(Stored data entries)
···

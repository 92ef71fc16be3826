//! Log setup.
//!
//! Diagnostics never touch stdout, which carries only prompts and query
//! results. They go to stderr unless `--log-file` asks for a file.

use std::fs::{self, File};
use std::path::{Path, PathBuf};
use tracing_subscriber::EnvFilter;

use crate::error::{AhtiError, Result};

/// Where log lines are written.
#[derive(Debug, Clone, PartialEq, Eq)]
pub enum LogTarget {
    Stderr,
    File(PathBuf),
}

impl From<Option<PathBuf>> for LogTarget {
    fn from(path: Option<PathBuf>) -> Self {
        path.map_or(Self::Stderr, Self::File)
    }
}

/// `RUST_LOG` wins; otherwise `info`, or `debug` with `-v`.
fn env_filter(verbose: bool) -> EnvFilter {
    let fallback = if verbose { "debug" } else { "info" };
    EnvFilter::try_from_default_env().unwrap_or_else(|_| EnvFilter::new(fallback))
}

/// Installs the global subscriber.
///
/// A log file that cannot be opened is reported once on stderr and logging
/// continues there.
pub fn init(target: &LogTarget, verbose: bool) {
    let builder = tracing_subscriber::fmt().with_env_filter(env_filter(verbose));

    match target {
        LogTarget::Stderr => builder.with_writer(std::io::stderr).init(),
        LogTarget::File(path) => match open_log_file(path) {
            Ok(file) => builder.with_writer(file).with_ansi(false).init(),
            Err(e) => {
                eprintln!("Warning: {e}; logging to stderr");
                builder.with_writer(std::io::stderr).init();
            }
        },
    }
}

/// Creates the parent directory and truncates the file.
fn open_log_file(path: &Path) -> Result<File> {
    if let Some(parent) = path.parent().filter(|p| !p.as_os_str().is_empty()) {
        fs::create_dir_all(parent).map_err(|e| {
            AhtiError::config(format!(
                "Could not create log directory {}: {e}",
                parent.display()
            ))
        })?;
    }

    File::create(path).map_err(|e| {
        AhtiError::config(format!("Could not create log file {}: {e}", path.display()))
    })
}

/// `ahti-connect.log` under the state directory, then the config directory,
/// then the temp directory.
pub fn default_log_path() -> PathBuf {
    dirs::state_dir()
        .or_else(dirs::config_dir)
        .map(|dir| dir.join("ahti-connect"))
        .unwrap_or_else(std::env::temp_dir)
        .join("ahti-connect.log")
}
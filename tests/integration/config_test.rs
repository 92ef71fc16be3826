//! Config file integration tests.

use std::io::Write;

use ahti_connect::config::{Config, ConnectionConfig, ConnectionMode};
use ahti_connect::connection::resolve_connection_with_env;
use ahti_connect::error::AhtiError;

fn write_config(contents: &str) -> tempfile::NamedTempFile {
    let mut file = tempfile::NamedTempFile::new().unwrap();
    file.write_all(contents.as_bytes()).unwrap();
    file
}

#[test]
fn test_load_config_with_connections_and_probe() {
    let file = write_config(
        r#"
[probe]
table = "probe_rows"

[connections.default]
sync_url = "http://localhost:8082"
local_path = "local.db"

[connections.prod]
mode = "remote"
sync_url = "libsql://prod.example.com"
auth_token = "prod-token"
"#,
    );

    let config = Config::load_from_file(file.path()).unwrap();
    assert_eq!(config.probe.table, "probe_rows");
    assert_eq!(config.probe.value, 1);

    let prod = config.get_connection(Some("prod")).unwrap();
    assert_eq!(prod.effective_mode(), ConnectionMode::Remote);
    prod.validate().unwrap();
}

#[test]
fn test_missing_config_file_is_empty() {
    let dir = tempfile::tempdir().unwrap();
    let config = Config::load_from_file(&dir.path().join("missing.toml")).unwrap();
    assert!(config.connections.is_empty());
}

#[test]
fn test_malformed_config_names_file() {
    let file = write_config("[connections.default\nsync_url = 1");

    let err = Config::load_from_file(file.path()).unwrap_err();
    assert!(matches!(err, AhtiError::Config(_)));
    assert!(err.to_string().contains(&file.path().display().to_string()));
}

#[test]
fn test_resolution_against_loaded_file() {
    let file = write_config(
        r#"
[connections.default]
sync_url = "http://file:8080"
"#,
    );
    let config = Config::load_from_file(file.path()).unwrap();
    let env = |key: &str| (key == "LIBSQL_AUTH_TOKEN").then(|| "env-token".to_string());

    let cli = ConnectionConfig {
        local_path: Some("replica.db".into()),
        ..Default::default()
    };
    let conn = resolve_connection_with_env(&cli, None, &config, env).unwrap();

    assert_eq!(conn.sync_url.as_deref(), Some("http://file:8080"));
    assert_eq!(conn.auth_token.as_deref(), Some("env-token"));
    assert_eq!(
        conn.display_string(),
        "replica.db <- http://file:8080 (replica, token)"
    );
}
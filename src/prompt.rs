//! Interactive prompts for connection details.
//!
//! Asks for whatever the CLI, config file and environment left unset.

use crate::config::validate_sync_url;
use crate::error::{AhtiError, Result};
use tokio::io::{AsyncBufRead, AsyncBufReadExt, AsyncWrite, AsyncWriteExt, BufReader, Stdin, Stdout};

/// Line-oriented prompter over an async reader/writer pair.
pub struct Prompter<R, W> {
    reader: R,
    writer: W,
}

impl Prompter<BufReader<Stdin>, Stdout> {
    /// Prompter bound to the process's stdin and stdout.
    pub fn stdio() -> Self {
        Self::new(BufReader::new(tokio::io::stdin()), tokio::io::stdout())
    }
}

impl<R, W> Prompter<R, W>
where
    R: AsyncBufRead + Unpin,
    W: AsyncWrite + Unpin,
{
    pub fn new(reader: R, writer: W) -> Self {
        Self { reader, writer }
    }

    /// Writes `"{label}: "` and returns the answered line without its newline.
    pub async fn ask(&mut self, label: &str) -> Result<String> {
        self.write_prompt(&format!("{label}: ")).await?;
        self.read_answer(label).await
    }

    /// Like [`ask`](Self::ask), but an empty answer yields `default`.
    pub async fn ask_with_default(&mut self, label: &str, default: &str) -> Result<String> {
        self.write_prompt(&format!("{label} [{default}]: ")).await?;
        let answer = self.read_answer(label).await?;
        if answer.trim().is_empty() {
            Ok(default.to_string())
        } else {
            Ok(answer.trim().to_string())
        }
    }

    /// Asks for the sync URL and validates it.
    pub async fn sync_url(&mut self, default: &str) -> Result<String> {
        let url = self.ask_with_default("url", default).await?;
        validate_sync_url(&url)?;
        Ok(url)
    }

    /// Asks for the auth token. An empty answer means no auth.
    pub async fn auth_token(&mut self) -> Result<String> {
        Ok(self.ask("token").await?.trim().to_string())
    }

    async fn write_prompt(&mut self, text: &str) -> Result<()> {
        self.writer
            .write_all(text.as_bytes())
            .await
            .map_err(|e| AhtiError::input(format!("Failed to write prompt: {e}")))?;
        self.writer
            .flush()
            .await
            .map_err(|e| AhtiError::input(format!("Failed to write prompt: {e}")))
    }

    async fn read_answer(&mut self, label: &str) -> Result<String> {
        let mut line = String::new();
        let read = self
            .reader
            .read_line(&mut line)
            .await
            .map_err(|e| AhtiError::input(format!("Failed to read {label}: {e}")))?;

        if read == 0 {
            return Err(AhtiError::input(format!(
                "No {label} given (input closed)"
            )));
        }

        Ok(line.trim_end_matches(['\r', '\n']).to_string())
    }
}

···

== Task details ==
Transcribe all of the data above, keeping each line exactly as it stands.

== Answer box ==
repository 92ef71fc16be3826
//! Log setup.
//!
//! Diagnostics never touch stdout, which carries only prompts and query
//! results. They go to stderr unless `--log-file` asks for a file.

use std::fs::{self, File};
use std::path::{Path, PathBuf};
use tracing_subscriber::EnvFilter;

use crate::error::{AhtiError, Result};

/// Where log lines are written.
#[derive(Debug, Clone, PartialEq, Eq)]
pub enum LogTarget {
    Stderr,
    File(PathBuf),
}

impl From<Option<PathBuf>> for LogTarget {
    fn from(path: Option<PathBuf>) -> Self {
        path.map_or(Self::Stderr, Self::File)
    }
}

/// `RUST_LOG` wins; otherwise `info`, or `debug` with `-v`.
fn env_filter(verbose: bool) -> EnvFilter {
    let fallback = if verbose { "debug" } else { "info" };
    EnvFilter::try_from_default_env().unwrap_or_else(|_| EnvFilter::new(fallback))
}

/// Installs the global subscriber.
///
/// A log file that cannot be opened is reported once on stderr and logging
/// continues there.
pub fn init(target: &LogTarget, verbose: bool) {
    let builder = tracing_subscriber::fmt().with_env_filter(env_filter(verbose));

    match target {
        LogTarget::Stderr => builder.with_writer(std::io::stderr).init(),
        LogTarget::File(path) => match open_log_file(path) {
            Ok(file) => builder.with_writer(file).with_ansi(false).init(),
            Err(e) => {
                eprintln!("Warning: {e}; logging to stderr");
                builder.with_writer(std::io::stderr).init();
            }
        },
    }
}

/// Creates the parent directory and truncates the file.
fn open_log_file(path: &Path) -> Result<File> {
    if let Some(parent) = path.parent().filter(|p| !p.as_os_str().is_empty()) {
        fs::create_dir_all(parent).map_err(|e| {
            AhtiError::config(format!(
                "Could not create log directory {}: {e}",
                parent.display()
            ))
        })?;
    }

    File::create(path).map_err(|e| {
        AhtiError::config(format!("Could not create log file {}: {e}", path.display()))
    })
}

/// `ahti-connect.log` under the state directory, then the config directory,
/// then the temp directory.
pub fn default_log_path() -> PathBuf {
    dirs::state_dir()
        .or_else(dirs::config_dir)
        .map(|dir| dir.join("ahti-connect"))
        .unwrap_or_else(std::env::temp_dir)
        .join("ahti-connect.log")
}
filename tests/integration/config_test.rs
repository 92ef71fc16be3826
//! Config file integration tests.

use std::io::Write;

use ahti_connect::config::{Config, ConnectionConfig, ConnectionMode};
use ahti_connect::connection::resolve_connection_with_env;
use ahti_connect::error::AhtiError;

fn write_config(contents: &str) -> tempfile::NamedTempFile {
    let mut file = tempfile::NamedTempFile::new().unwrap();
    file.write_all(contents.as_bytes()).unwrap();
    file
}

#[test]
fn test_load_config_with_connections_and_probe() {
    let file = write_config(
        r#"
[probe]
table = "probe_rows"

[connections.default]
sync_url = "http://localhost:8082"
local_path = "local.db"

[connections.prod]
mode = "remote"
sync_url = "libsql://prod.example.com"
auth_token = "prod-token"
"#,
    );

    let config = Config::load_from_file(file.path()).unwrap();
    assert_eq!(config.probe.table, "probe_rows");
    assert_eq!(config.probe.value, 1);

    let prod = config.get_connection(Some("prod")).unwrap();
    assert_eq!(prod.effective_mode(), ConnectionMode::Remote);
    prod.validate().unwrap();
}

#[test]
fn test_missing_config_file_is_empty() {
    let dir = tempfile::tempdir().unwrap();
    let config = Config::load_from_file(&dir.path().join("missing.toml")).unwrap();
    assert!(config.connections.is_empty());
}

#[test]
fn test_malformed_config_names_file() {
    let file = write_config("[connections.default\nsync_url = 1");

    let err = Config::load_from_file(file.path()).unwrap_err();
    assert!(matches!(err, AhtiError::Config(_)));
    assert!(err.to_string().contains(&file.path().display().to_string()));
}

#[test]
fn test_resolution_against_loaded_file() {
    let file = write_config(
        r#"
[connections.default]
sync_url = "http://file:8080"
"#,
    );
    let config = Config::load_from_file(file.path()).unwrap();
    let env = |key: &str| (key == "LIBSQL_AUTH_TOKEN").then(|| "env-token".to_string());

    let cli = ConnectionConfig {
        local_path: Some("replica.db".into()),
        ..Default::default()
    };
    let conn = resolve_connection_with_env(&cli, None, &config, env).unwrap();

    assert_eq!(conn.sync_url.as_deref(), Some("http://file:8080"));
    assert_eq!(conn.auth_token.as_deref(), Some("env-token"));
    assert_eq!(
        conn.display_string(),
        "replica.db <- http://file:8080 (replica, token)"
    );
}
filename src/prompt.rs
//! Interactive prompts for connection details.
//!
//! Asks for whatever the CLI, config file and environment left unset.

use crate::config::validate_sync_url;
use crate::error::{AhtiError, Result};
use tokio::io::{AsyncBufRead, AsyncBufReadExt, AsyncWrite, AsyncWriteExt, BufReader, Stdin, Stdout};

/// Line-oriented prompter over an async reader/writer pair.
pub struct Prompter<R, W> {
    reader: R,
    writer: W,
}

impl Prompter<BufReader<Stdin>, Stdout> {
    /// Prompter bound to the process's stdin and stdout.
    pub fn stdio() -> Self {
        Self::new(BufReader::new(tokio::io::stdin()), tokio::io::stdout())
    }
}

impl<R, W> Prompter<R, W>
where
    R: AsyncBufRead + Unpin,
    W: AsyncWrite + Unpin,
{
    pub fn new(reader: R, writer: W) -> Self {
        Self { reader, writer }
    }

    /// Writes `"{label}: "` and returns the answered line without its newline.
    pub async fn ask(&mut self, label: &str) -> Result<String> {
        self.write_prompt(&format!("{label}: ")).await?;
        self.read_answer(label).await
    }

    /// Like [`ask`](Self::ask), but an empty answer yields `default`.
    pub async fn ask_with_default(&mut self, label: &str, default: &str) -> Result<String> {
        self.write_prompt(&format!("{label} [{default}]: ")).await?;
        let answer = self.read_answer(label).await?;
        if answer.trim().is_empty() {
            Ok(default.to_string())
        } else {
            Ok(answer.trim().to_string())
        }
    }

    /// Asks for the sync URL and validates it.
    pub async fn sync_url(&mut self, default: &str) -> Result<String> {
        let url = self.ask_with_default("url", default).await?;
        validate_sync_url(&url)?;
        Ok(url)
    }

    /// Asks for the auth token. An empty answer means no auth.
    pub async fn auth_token(&mut self) -> Result<String> {
        Ok(self.ask("token").await?.trim().to_string())
    }

    async fn write_prompt(&mut self, text: &str) -> Result<()> {
        self.writer
            .write_all(text.as_bytes())
            .await
            .map_err(|e| AhtiError::input(format!("Failed to write prompt: {e}")))?;
        self.writer
            .flush()
            .await
            .map_err(|e| AhtiError::input(format!("Failed to write prompt: {e}")))
    }

    async fn read_answer(&mut self, label: &str) -> Result<String> {
        let mut line = String::new();
        let read = self
            .reader
            .read_line(&mut line)
            .await
            .map_err(|e| AhtiError::input(format!("Failed to read {label}: {e}")))?;

        if read == 0 {
            return Err(AhtiError::input(format!(
                "No {label} given (input closed)"
            )));
        }

        Ok(line.trim_end_matches(['\r', '\n']).to_string())
    }
}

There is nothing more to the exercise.